Write out exactly the lines below that run from the one containing "the next timestamp." through the one containing "self.current.fetch_add(1, Ordering::SeqCst) +", both included, with no other lines.

Collected data =
------------

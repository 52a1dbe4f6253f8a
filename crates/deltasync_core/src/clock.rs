//! Timestamp sources.
//!
//! A [`TimestampSource`] hands out the logical time stamped onto every row
//! written by an exchange. Values must be at least 1 and must never repeat;
//! [`Monotonic`] enforces both on top of any raw source.

use crate::types::Timestamp;
use std::sync::atomic::{AtomicI64, Ordering};
use std::sync::Arc;
use std::time::{SystemTime, UNIX_EPOCH};
use tracing::{debug, warn};

/// Supplies logical timestamps. Shared by all in-flight exchanges.
pub trait TimestampSource: Send + Sync {
    /// Returns the next timestamp.
    fn next(&self) -> Timestamp;

    /// Reports a timestamp already present in storage.
    ///
    /// Sources that can honour it never yield a value at or below `seen`
    /// afterwards. The default ignores it.
    fn observe(&self, _seen: Timestamp) {}
}

impl<S: TimestampSource + ?Sized> TimestampSource for Arc<S> {
    fn next(&self) -> Timestamp {
        (**self).next()
    }

    fn observe(&self, seen: Timestamp) {
        (**self).observe(seen);
    }
}

impl<S: TimestampSource + ?Sized> TimestampSource for Box<S> {
    fn next(&self) -> Timestamp {
        (**self).next()
    }

    fn observe(&self, seen: Timestamp) {
        (**self).observe(seen);
    }
}

/// Wall-clock UNIX seconds.
///
/// Several exchanges within one second share a raw value; wrap it in
/// [`Monotonic`] before use.
#[derive(Debug, Clone, Copy, Default)]
pub struct SystemClock;

impl TimestampSource for SystemClock {
    fn next(&self) -> Timestamp {
        SystemTime::now()
            .duration_since(UNIX_EPOCH)
            .map_or(0, |elapsed| {
                i64::try_from(elapsed.as_secs()).unwrap_or(Timestamp::MAX)
            })
    }
}

/// Counter that increments by one per call.
#[derive(Debug, Default)]
pub struct SequenceCounter {
    current: AtomicI64,
}

impl SequenceCounter {
    /// Creates a counter whose first value is `start + 1`.
    pub fn new(start: Timestamp) -> Self {
        Self {
            current: AtomicI64::new(start),
        }
    }

    /// Returns the last value handed out (or the start value).
    pub fn current(&self) -> Timestamp {
        self.current.load(Ordering::SeqCst)
    }
}

impl TimestampSource for SequenceCounter {
    fn next(&self) -> Timestamp {
        self.current.fetch_add(1, Ordering::SeqCst) + 1
    }

    fn observe(&self, seen: Timestamp) {
        self.current.fetch_max(seen, Ordering::SeqCst);
    }
}

/// Always returns the same value.
#[derive(Debug, Clone, Copy)]
pub struct FixedClock(pub Timestamp);

impl TimestampSource for FixedClock {
    fn next(&self) -> Timestamp {
        self.0
    }
}

/// Adapts a closure into a timestamp source.
///
/// ```
/// use deltasync_core::clock::{from_fn, TimestampSource};
///
/// let source = from_fn(|| 42);
/// assert_eq!(source.next(), 42);
/// ```
pub fn from_fn<F>(f: F) -> FromFn<F>
where
    F: Fn() -> Timestamp + Send + Sync,
{
    FromFn(f)
}

/// Source returned by [`from_fn`].
#[derive(Clone, Copy)]
pub struct FromFn<F>(F);

impl<F> std::fmt::Debug for FromFn<F> {
    fn fmt(&self, f: &mut std::fmt::Formatter<'_>) -> std::fmt::Result {
        f.debug_struct("FromFn").finish_non_exhaustive()
    }
}

impl<F> TimestampSource for FromFn<F>
where
    F: Fn() -> Timestamp + Send + Sync,
{
    fn next(&self) -> Timestamp {
        (self.0)()
    }
}

/// Makes any source strictly increasing and positive.
///
/// Each value is `max(raw, last + 1, 1)` where `last` is the greatest value
/// yielded or observed so far. Concurrent callers never receive the same
/// value.
#[derive(Debug)]
pub struct Monotonic<S> {
    inner: S,
    last: AtomicI64,
}

impl<S: TimestampSource> Monotonic<S> {
    /// Wraps a source.
    pub fn new(inner: S) -> Self {
        Self {
            inner,
            last: AtomicI64::new(0),
        }
    }

    /// Returns the greatest value yielded or observed so far.
    pub fn last(&self) -> Timestamp {
        self.last.load(Ordering::SeqCst)
    }

    /// Returns the wrapped source.
    pub fn inner(&self) -> &S {
        &self.inner
    }
}

impl<S: TimestampSource> TimestampSource for Monotonic<S> {
    fn next(&self) -> Timestamp {
        let raw = self.inner.next();
        let mut last = self.last.load(Ordering::SeqCst);
        loop {
            let candidate = raw.max(last.saturating_add(1)).max(1);
            match self
                .last
                .compare_exchange_weak(last, candidate, Ordering::SeqCst, Ordering::SeqCst)
            {
                Ok(_) => {
                    if raw < 1 {
                        warn!("Timestamp source yielded {}, using {}", raw, candidate);
                    } else if candidate != raw {
                        debug!("Timestamp {} not after {}, using {}", raw, last, candidate);
                    }
                    return candidate;
                }
                Err(actual) => last = actual,
            }
        }
    }

    fn observe(&self, seen: Timestamp) {
        self.inner.observe(seen);
        self.last.fetch_max(seen, Ordering::SeqCst);
    }
}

------------

TASK RESPONSE =
    /// Returns the next timestamp.
    fn next(&self) -> Timestamp;

    /// Reports a timestamp already present in storage.
    ///
    /// Sources that can honour it never yield a value at or below `seen`
    /// afterwards. The default ignores it.
    fn observe(&self, _seen: Timestamp) {}
}

impl<S: TimestampSource + ?Sized> TimestampSource for Arc<S> {
    fn next(&self) -> Timestamp {
        (**self).next()
    }

    fn observe(&self, seen: Timestamp) {
        (**self).observe(seen);
    }
}

impl<S: TimestampSource + ?Sized> TimestampSource for Box<S> {
    fn next(&self) -> Timestamp {
        (**self).next()
    }

    fn observe(&self, seen: Timestamp) {
        (**self).observe(seen);
    }
}

/// Wall-clock UNIX seconds.
///
/// Several exchanges within one second share a raw value; wrap it in
/// [`Monotonic`] before use.
#[derive(Debug, Clone, Copy, Default)]
pub struct SystemClock;

impl TimestampSource for SystemClock {
    fn next(&self) -> Timestamp {
        SystemTime::now()
            .duration_since(UNIX_EPOCH)
            .map_or(0, |elapsed| {
                i64::try_from(elapsed.as_secs()).unwrap_or(Timestamp::MAX)
            })
    }
}

/// Counter that increments by one per call.
#[derive(Debug, Default)]
pub struct SequenceCounter {
    current: AtomicI64,
}

impl SequenceCounter {
    /// Creates a counter whose first value is `start + 1`.
    pub fn new(start: Timestamp) -> Self {
        Self {
            current: AtomicI64::new(start),
        }
    }

    /// Returns the last value handed out (or the start value).
    pub fn current(&self) -> Timestamp {
        self.current.load(Ordering::SeqCst)
    }
}

impl TimestampSource for SequenceCounter {
    fn next(&self) -> Timestamp {
        self.current.fetch_add(1, Ordering::SeqCst) + 1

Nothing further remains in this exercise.